Saved data entries:
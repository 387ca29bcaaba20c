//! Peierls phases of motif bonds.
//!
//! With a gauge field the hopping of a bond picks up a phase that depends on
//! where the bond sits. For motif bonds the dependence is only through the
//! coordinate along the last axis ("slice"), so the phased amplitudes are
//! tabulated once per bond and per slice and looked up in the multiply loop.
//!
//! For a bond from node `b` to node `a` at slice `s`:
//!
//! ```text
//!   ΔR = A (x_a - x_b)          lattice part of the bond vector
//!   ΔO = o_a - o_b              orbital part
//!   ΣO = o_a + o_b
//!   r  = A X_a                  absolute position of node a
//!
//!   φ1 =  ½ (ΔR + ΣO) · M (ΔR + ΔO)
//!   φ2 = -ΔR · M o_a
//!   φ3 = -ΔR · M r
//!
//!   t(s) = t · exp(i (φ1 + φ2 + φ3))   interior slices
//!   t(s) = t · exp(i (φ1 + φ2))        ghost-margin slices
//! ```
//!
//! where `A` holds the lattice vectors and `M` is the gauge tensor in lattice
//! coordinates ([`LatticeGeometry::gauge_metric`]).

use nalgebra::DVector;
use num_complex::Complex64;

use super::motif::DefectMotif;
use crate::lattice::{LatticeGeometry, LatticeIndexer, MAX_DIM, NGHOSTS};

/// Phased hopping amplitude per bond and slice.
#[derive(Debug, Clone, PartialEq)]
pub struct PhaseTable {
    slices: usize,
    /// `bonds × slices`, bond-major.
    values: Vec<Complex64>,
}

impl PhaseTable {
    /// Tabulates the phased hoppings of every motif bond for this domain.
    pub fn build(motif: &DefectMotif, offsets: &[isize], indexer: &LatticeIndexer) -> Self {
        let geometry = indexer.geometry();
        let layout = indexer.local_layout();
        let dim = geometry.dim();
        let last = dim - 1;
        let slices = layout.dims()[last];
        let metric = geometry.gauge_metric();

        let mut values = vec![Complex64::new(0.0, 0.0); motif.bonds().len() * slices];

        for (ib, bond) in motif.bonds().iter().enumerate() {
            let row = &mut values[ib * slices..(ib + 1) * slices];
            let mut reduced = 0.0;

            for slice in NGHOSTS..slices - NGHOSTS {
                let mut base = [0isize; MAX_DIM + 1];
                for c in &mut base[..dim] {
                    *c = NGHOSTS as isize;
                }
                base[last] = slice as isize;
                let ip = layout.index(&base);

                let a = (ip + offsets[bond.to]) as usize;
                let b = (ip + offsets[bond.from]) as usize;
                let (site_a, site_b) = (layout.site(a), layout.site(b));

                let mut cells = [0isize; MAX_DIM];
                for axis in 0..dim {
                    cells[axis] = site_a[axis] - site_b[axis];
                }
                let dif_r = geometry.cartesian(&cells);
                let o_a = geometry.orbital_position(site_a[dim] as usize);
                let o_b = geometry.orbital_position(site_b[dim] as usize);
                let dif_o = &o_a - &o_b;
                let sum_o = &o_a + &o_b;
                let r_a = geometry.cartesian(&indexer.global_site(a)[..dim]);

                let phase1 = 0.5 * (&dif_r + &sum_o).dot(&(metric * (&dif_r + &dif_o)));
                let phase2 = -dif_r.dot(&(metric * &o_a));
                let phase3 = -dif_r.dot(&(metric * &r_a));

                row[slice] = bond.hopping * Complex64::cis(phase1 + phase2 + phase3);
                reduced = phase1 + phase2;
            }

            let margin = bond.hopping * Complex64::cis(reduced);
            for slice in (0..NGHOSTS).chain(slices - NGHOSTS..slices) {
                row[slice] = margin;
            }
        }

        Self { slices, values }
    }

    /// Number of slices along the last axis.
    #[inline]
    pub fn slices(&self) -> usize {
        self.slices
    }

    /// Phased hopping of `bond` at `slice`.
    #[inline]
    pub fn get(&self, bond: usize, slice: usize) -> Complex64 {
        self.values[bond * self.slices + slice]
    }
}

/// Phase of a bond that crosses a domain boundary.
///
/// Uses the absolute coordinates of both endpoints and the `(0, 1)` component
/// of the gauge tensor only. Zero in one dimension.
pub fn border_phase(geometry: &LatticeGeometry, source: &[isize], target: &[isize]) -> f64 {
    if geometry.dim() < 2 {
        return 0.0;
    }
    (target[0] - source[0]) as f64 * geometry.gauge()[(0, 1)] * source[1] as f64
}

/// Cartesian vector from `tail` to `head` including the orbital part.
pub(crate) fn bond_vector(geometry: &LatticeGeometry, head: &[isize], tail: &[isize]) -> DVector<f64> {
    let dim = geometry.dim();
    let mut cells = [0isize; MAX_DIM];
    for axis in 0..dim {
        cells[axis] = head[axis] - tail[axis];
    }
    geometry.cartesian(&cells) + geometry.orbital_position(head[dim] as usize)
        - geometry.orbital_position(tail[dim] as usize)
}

Problem description:
Your task is to output the full set of records exactly as presented.

Answer:
repository 387ca29bcaaba20c
//! Peierls phases of motif bonds.
//!
//! With a gauge field the hopping of a bond picks up a phase that depends on
//! where the bond sits. For motif bonds the dependence is only through the
//! coordinate along the last axis ("slice"), so the phased amplitudes are
//! tabulated once per bond and per slice and looked up in the multiply loop.
//!
//! For a bond from node `b` to node `a` at slice `s`:
//!
//! ```text
//!   ΔR = A (x_a - x_b)          lattice part of the bond vector
//!   ΔO = o_a - o_b              orbital part
//!   ΣO = o_a + o_b
//!   r  = A X_a                  absolute position of node a
//!
//!   φ1 =  ½ (ΔR + ΣO) · M (ΔR + ΔO)
//!   φ2 = -ΔR · M o_a
//!   φ3 = -ΔR · M r
//!
//!   t(s) = t · exp(i (φ1 + φ2 + φ3))   interior slices
//!   t(s) = t · exp(i (φ1 + φ2))        ghost-margin slices
//! ```
//!
//! where `A` holds the lattice vectors and `M` is the gauge tensor in lattice
//! coordinates ([`LatticeGeometry::gauge_metric`]).

use nalgebra::DVector;
use num_complex::Complex64;

use super::motif::DefectMotif;
use crate::lattice::{LatticeGeometry, LatticeIndexer, MAX_DIM, NGHOSTS};

/// Phased hopping amplitude per bond and slice.
#[derive(Debug, Clone, PartialEq)]
pub struct PhaseTable {
    slices: usize,
    /// `bonds × slices`, bond-major.
    values: Vec<Complex64>,
}

impl PhaseTable {
    /// Tabulates the phased hoppings of every motif bond for this domain.
    pub fn build(motif: &DefectMotif, offsets: &[isize], indexer: &LatticeIndexer) -> Self {
        let geometry = indexer.geometry();
        let layout = indexer.local_layout();
        let dim = geometry.dim();
        let last = dim - 1;
        let slices = layout.dims()[last];
        let metric = geometry.gauge_metric();

        let mut values = vec![Complex64::new(0.0, 0.0); motif.bonds().len() * slices];

        for (ib, bond) in motif.bonds().iter().enumerate() {
            let row = &mut values[ib * slices..(ib + 1) * slices];
            let mut reduced = 0.0;

            for slice in NGHOSTS..slices - NGHOSTS {
                let mut base = [0isize; MAX_DIM + 1];
                for c in &mut base[..dim] {
                    *c = NGHOSTS as isize;
                }
                base[last] = slice as isize;
                let ip = layout.index(&base);

                let a = (ip + offsets[bond.to]) as usize;
                let b = (ip + offsets[bond.from]) as usize;
                let (site_a, site_b) = (layout.site(a), layout.site(b));

                let mut cells = [0isize; MAX_DIM];
                for axis in 0..dim {
                    cells[axis] = site_a[axis] - site_b[axis];
                }
                let dif_r = geometry.cartesian(&cells);
                let o_a = geometry.orbital_position(site_a[dim] as usize);
                let o_b = geometry.orbital_position(site_b[dim] as usize);
                let dif_o = &o_a - &o_b;
                let sum_o = &o_a + &o_b;
                let r_a = geometry.cartesian(&indexer.global_site(a)[..dim]);

                let phase1 = 0.5 * (&dif_r + &sum_o).dot(&(metric * (&dif_r + &dif_o)));
                let phase2 = -dif_r.dot(&(metric * &o_a));
                let phase3 = -dif_r.dot(&(metric * &r_a));

                row[slice] = bond.hopping * Complex64::cis(phase1 + phase2 + phase3);
                reduced = phase1 + phase2;
            }

            let margin = bond.hopping * Complex64::cis(reduced);
            for slice in (0..NGHOSTS).chain(slices - NGHOSTS..slices) {
                row[slice] = margin;
            }
        }

        Self { slices, values }
    }

    /// Number of slices along the last axis.
    #[inline]
    pub fn slices(&self) -> usize {
        self.slices
    }

    /// Phased hopping of `bond` at `slice`.
    #[inline]
    pub fn get(&self, bond: usize, slice: usize) -> Complex64 {
        self.values[bond * self.slices + slice]
    }
}

/// Phase of a bond that crosses a domain boundary.
///
/// Uses the absolute coordinates of both endpoints and the `(0, 1)` component
/// of the gauge tensor only. Zero in one dimension.
pub fn border_phase(geometry: &LatticeGeometry, source: &[isize], target: &[isize]) -> f64 {
    if geometry.dim() < 2 {
        return 0.0;
    }
    (target[0] - source[0]) as f64 * geometry.gauge()[(0, 1)] * source[1] as f64
}

/// Cartesian vector from `tail` to `head` including the orbital part.
pub(crate) fn bond_vector(geometry: &LatticeGeometry, head: &[isize], tail: &[isize]) -> DVector<f64> {
    let dim = geometry.dim();
    let mut cells = [0isize; MAX_DIM];
    for axis in 0..dim {
        cells[axis] = head[axis] - tail[axis];
    }
    geometry.cartesian(&cells) + geometry.orbital_position(head[dim] as usize)
        - geometry.orbital_position(tail[dim] as usize)
}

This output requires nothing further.